My First Haiku

When I was six, I wrote my first haiku.  No, I was not a Mozart of Japanese style poetry.  When I was six, I made friends with our bachelor neighbor, Jamie Pollard, the last of the Pollard family.  Jamie was it – fini.  He lived alone in the house several generations of Pollards had been born, died, married, and gone off to war in – just like our house, and many of the houses around us.

I was the only child in a family of adults and two teenaged aunts (heaven help them).  I was great friends with Mrs. Goldie and her Pekingnese, Mrs. Konstantopoulos, old Mr. Michaux (old family Creole who was living “up north” to manage his family’s northern bank branch), and Beatrice, old Mr. Michaux’s Creole mistress.  Let me clarify this:  while “up north” was several states below the Mason Dixon line, it was several states more north than old Mr.

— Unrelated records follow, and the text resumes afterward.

mod archive;
mod cli;
mod config;
mod paths;
mod scheduler;

use std::collections::HashMap;
use std::process::ExitCode;
use std::sync::Arc;

use clap::Parser;
use tokio_util::sync::CancellationToken;
use tracing::{error, info, warn};
use tracing_subscriber::layer::SubscriberExt;
use tracing_subscriber::util::SubscriberInitExt;
use tracing_subscriber::{EnvFilter, Layer, fmt};

use penguin_engine::{CodecRule, FfmpegConfig, Penguin, PenguinConfig};
use polarity_content::TrackKind;
use polarity_extractors::{SiteOptions, registered_sites};

use crate::archive::DownloadArchive;
use crate::cli::{Args, Mode};
use crate::config::{AppConfig, ConfigError, SiteSection};
use crate::paths::AppPaths;
use crate::scheduler::{Reference, Scheduler, SchedulerOptions};

#[tokio::main]
async fn main() -> ExitCode {
    let args = Args::parse();

    let app_paths = AppPaths::resolve(args.config_file.as_deref(), args.temp_directory.as_deref());
    if let Err(e) = app_paths.ensure_layout() {
        eprintln!("error: {e}");
        return ExitCode::FAILURE;
    }

    let config = match AppConfig::load(&app_paths.config_file) {
        Ok(config) => config,
        Err(e) => {
            eprintln!("error: {e}");
            return ExitCode::FAILURE;
        }
    };

    let _log_guard = init_logging(&args, &config, &app_paths);
    install_panic_hook(app_paths.logs.clone());
    app_paths.prepend_binaries_to_path();

    let token = CancellationToken::new();
    spawn_interrupt_handler(token.clone());

    let result = match args.mode {
        Mode::Download => run_download(&args, &config, &app_paths, token).await,
        Mode::Search => run_search(&args, &config, &app_paths).await,
        Mode::Livetv => {
            let any = registered_sites().any(|site| site.capabilities.live_tv);
            if !any {
                warn!("no registered extractor supports live TV");
            }
            Ok(())
        }
        Mode::Update => {
            info!("updates are handled by the external updater; run it directly");
            Ok(())
        }
    };

    match result {
        Ok(()) => ExitCode::SUCCESS,
        Err(e) => {
            error!("{e}");
            ExitCode::FAILURE
        }
    }
}

async fn run_download(
    args: &Args,
    config: &AppConfig,
    app_paths: &AppPaths,
    token: CancellationToken,
) -> Result<(), ConfigError> {
    let references = link_filters(&args.references, args.filters.as_deref())?;

    let penguin = Penguin::new(penguin_config(args, config, app_paths))
        .map_err(|e| ConfigError::Engine(e.to_string()))?;
    let archive = Arc::new(DownloadArchive::open(app_paths.download_log.clone()));

    let site_options = site_options_map(args, config, app_paths);
    // Login-required extractors cannot run without credentials; that is a
    // startup error, not a per-reference one.
    for site in registered_sites().filter(|site| site.capabilities.login_required) {
        let configured = site_options
            .get(site.name)
            .is_some_and(|o| o.email.is_some() && o.password.is_some());
        if !configured {
            return Err(ConfigError::MissingCredential(site.name.to_string()));
        }
    }

    let options = SchedulerOptions {
        active_extractions: config.extractor.active_extractions,
        active_downloads: config.download.active_downloads,
        redownload: args
            .redownload_override()
            .unwrap_or(config.download.redownload),
        output_ext: "mkv".to_string(),
        episode_format: config.download.episode_format.clone(),
        movie_format: config.download.movie_format.clone(),
        series_directory: config.download.series_directory.clone().into(),
        movies_directory: config.download.movies_directory.clone().into(),
        site_options,
    };

    let scheduler = Arc::new(Scheduler::new(
        options,
        reqwest::Client::new(),
        Arc::new(penguin),
        archive,
        token.clone(),
    ));
    let summary = scheduler.start(references).await;

    info!(
        downloaded = summary.downloaded,
        skipped = summary.skipped.len(),
        failed = summary.failed.len(),
        "run finished"
    );
    for (title, reason) in &summary.skipped {
        info!(title = %title, reason = %reason, "skipped");
    }
    for (title, reason) in &summary.failed {
        warn!(title = %title, reason = %reason, "failed");
    }
    Ok(())
}

async fn run_search(
    args: &Args,
    config: &AppConfig,
    app_paths: &AppPaths,
) -> Result<(), ConfigError> {
    let query = args.references.join(" ");
    let client = reqwest::Client::new();
    let site_options = site_options_map(args, config, app_paths);
    let mut shown = 0usize;

    for site in registered_sites().filter(|site| site.capabilities.search) {
        if shown >= config.search.results {
            break;
        }
        let options = site_options.get(site.name).cloned().unwrap_or_default();
        let extractor = match site.build(client.clone(), options) {
            Ok(extractor) => extractor,
            Err(e) => {
                warn!(site = site.name, error = %e, "extractor construction failed");
                continue;
            }
        };
        match extractor
            .search(&query, config.search.results_per_extractor)
            .await
        {
            Ok(results) => {
                for result in results.into_iter().take(config.search.results - shown) {
                    println!("{}", format_search_result(&config.search.result_format, &result));
                    shown += 1;
                }
            }
            Err(e) => warn!(site = site.name, error = %e, "search failed"),
        }
    }

    if shown == 0 {
        warn!(query = %query, "no results");
    }
    Ok(())
}

/// `{n}` name, `{i}` content identifier, `{y}` year.
fn format_search_result(
    template: &str,
    result: &polarity_extractors::driver::SearchResult,
) -> String {
    template
        .replace("{n}", &result.title)
        .replace("{i}", &result.ident.to_string())
        .replace("{y}", &result.year.map(|y| y.to_string()).unwrap_or_default())
}

/// Link global and positional filters to the references: the i-th ref
/// gets `positional[i]` merged with the global set.
fn link_filters(
    references: &[String],
    expression: Option<&str>,
) -> Result<Vec<Reference>, ConfigError> {
    let (global, mut positional) = match expression {
        Some(expr) => polarity_extractors::filters::parse_filter_expression(expr)
            .map_err(|e| ConfigError::BadFilter(e.to_string()))?,
        None => Default::default(),
    };

    Ok(references
        .iter()
        .enumerate()
        .map(|(index, reference)| {
            let mut filters = positional.remove(&index).unwrap_or_default();
            filters.merge(&global);
            Reference {
                reference: reference.clone(),
                filters,
            }
        })
        .collect())
}

fn penguin_config(args: &Args, config: &AppConfig, app_paths: &AppPaths) -> PenguinConfig {
    let section = &config.download.penguin;

    let mut codecs = rustc_hash_map();
    codecs.insert(TrackKind::Video, section.ffmpeg.codecs.video.clone());
    codecs.insert(TrackKind::Audio, section.ffmpeg.codecs.audio.clone());
    codecs.insert(TrackKind::Subtitles, section.ffmpeg.codecs.subtitles.clone());

    let codec_rules = section
        .ffmpeg
        .codec_rules
        .iter()
        .filter_map(|rule| {
            let kind = match rule.kind.as_str() {
                "video" => TrackKind::Video,
                "audio" => TrackKind::Audio,
                "subtitles" => TrackKind::Subtitles,
                other => {
                    warn!(kind = other, "unknown codec rule kind; rule dropped");
                    return None;
                }
            };
            Some(CodecRule {
                ext: rule.ext.clone(),
                kind,
                codec: rule.codec.clone(),
            })
        })
        .collect();

    PenguinConfig {
        attempts: section.attempts,
        threads: section.threads,
        resolution: args.resolution.unwrap_or(config.download.resolution),
        ffmpeg: FfmpegConfig {
            codecs,
            codec_rules,
            ..FfmpegConfig::default()
        },
        temp_dir: app_paths.temp.clone(),
        keep_temp_on_failure: section.tweaks.keep_temp_on_failure,
        dump_commands: section.tweaks.dump_commands,
        ..PenguinConfig::default()
    }
}

fn rustc_hash_map<V>() -> rustc_hash::FxHashMap<TrackKind, V> {
    rustc_hash::FxHashMap::default()
}

fn site_options_map(
    args: &Args,
    config: &AppConfig,
    app_paths: &AppPaths,
) -> HashMap<String, SiteOptions> {
    let mut map = HashMap::new();
    map.insert(
        "crunchyroll".to_string(),
        site_options(
            &config.extractor.crunchyroll,
            args.crunchyroll_email.clone(),
            args.crunchyroll_password.clone(),
            args,
            config,
            app_paths,
        ),
    );
    map.insert(
        "atresplayer".to_string(),
        site_options(
            &config.extractor.atresplayer,
            args.atresplayer_email.clone(),
            args.atresplayer_password.clone(),
            args,
            config,
            app_paths,
        ),
    );
    map
}

fn site_options(
    section: &SiteSection,
    email_flag: Option<String>,
    password_flag: Option<String>,
    args: &Args,
    config: &AppConfig,
    app_paths: &AppPaths,
) -> SiteOptions {
    let non_empty = |s: &String| (!s.is_empty()).then(|| s.clone());
    SiteOptions {
        accounts_dir: app_paths.accounts.clone(),
        email: email_flag.or_else(|| non_empty(&section.email)),
        password: password_flag.or_else(|| non_empty(&section.password)),
        dub_languages: if args.dub_languages.is_empty() {
            section.dub_languages.clone()
        } else {
            args.dub_languages.clone()
        },
        sub_languages: if args.sub_languages.is_empty() {
            section.sub_languages.clone()
        } else {
            args.sub_languages.clone()
        },
        hardsub_language: args
            .hardsub_language
            .clone()
            .or_else(|| non_empty(&section.hardsub_language)),
        prefer_hevc: section.prefer_hevc,
        active_extractions: config.extractor.active_extractions,
    }
}

fn init_logging(
    args: &Args,
    config: &AppConfig,
    app_paths: &AppPaths,
) -> tracing_appender::non_blocking::WorkerGuard {
    let console_level = args.verbose.unwrap_or_else(|| config.console_level());

    let timestamp = chrono::Local::now().format("%Y%m%d_%H%M%S");
    let file_appender = tracing_appender::rolling::never(
        &app_paths.logs,
        format!("log_{timestamp}.log"),
    );
    let (file_writer, guard) = tracing_appender::non_blocking(file_appender);

    tracing_subscriber::registry()
        .with(
            fmt::layer()
                .with_target(false)
                .with_filter(EnvFilter::new(console_level.directive())),
        )
        .with(
            fmt::layer()
                .with_writer(file_writer)
                .with_ansi(false)
                .with_filter(EnvFilter::new(config.log_file_level().directive())),
        )
        .init();
    guard
}

/// Uncaught errors land in a dated exception log before the process dies.
fn install_panic_hook(logs_dir: std::path::PathBuf) {
    let default_hook = std::panic::take_hook();
    std::panic::set_hook(Box::new(move |panic_info| {
        let timestamp = chrono::Local::now().format("%Y%m%d_%H%M%S");
        let path = logs_dir.join(format!("exception_{timestamp}.log"));
        let _ = std::fs::write(&path, format!("{panic_info}\n"));
        default_hook(panic_info);
    }));
}

/// Cooperative shutdown: stop accepting references, let live children be
/// terminated by their owners, exit 0.
fn spawn_interrupt_handler(token: CancellationToken) {
    tokio::spawn(async move {
        if tokio::signal::ctrl_c().await.is_ok() {
            warn!("interrupt received; shutting down");
            token.cancel();
        }
    });
}

#[cfg(test)]
mod tests {
    use super::*;

    #[test]
    fn filters_link_globally_and_by_index() {
        let refs = vec!["a".to_string(), "b".to_string()];
        let linked =
            link_filters(&refs, Some("global S01 number i1 E05 number")).unwrap();
        assert_eq!(linked.len(), 2);
        // Both references carry the global season filter.
        assert!(linked[0].filters.wants_episode(1, 3, "x"));
        assert!(linked[1].filters.wants_episode(1, 3, "x"));
        // Only the second carries the positional episode filter.
        assert!(!linked[0].filters.wants_episode(4, 5, "x"));
        assert!(linked[1].filters.wants_episode(4, 5, "x"));
    }

    #[test]
    fn no_expression_means_empty_filters() {
        let refs = vec!["a".to_string()];
        let linked = link_filters(&refs, None).unwrap();
        assert!(linked[0].filters.is_empty());
    }

    #[test]
    fn search_result_formatting() {
        let result = polarity_extractors::driver::SearchResult {
            title: "Spice and Wolf".to_string(),
            ident: polarity_content::ContentIdent::new(
                "crunchyroll",
                polarity_content::ContentKind::Series,
                "GRMG8ZQZR",
            ),
            year: Some(2008),
        };
        assert_eq!(
            format_search_result("{n} ({y}) - {i}", &result),
            "Spice and Wolf (2008) - crunchyroll/series-GRMG8ZQZR"
        );
    }
}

Michaux’s N’awlins home.

One day, I was playing under the huge magnolia in our front yard.  I had brought out several volumes of our family’s Encylopedia Britannica and was using several as a chair while I read from another volume.  I was entranced in the article about sarcophagi when Jamie Pollard decided to stick his nose in my business.

He apparently had been standing on his front porch and beheld me sitting on books.  As my back was turned, he could not tell I was reading.  Pushing his way through the hedge that separated his yard from ours,  he came blustering under the tree and stood in front of me.  I ignored him.

“Little girl, didn’t anyone ever tell you not to play with books?  Books are instruments of learning, not for play!”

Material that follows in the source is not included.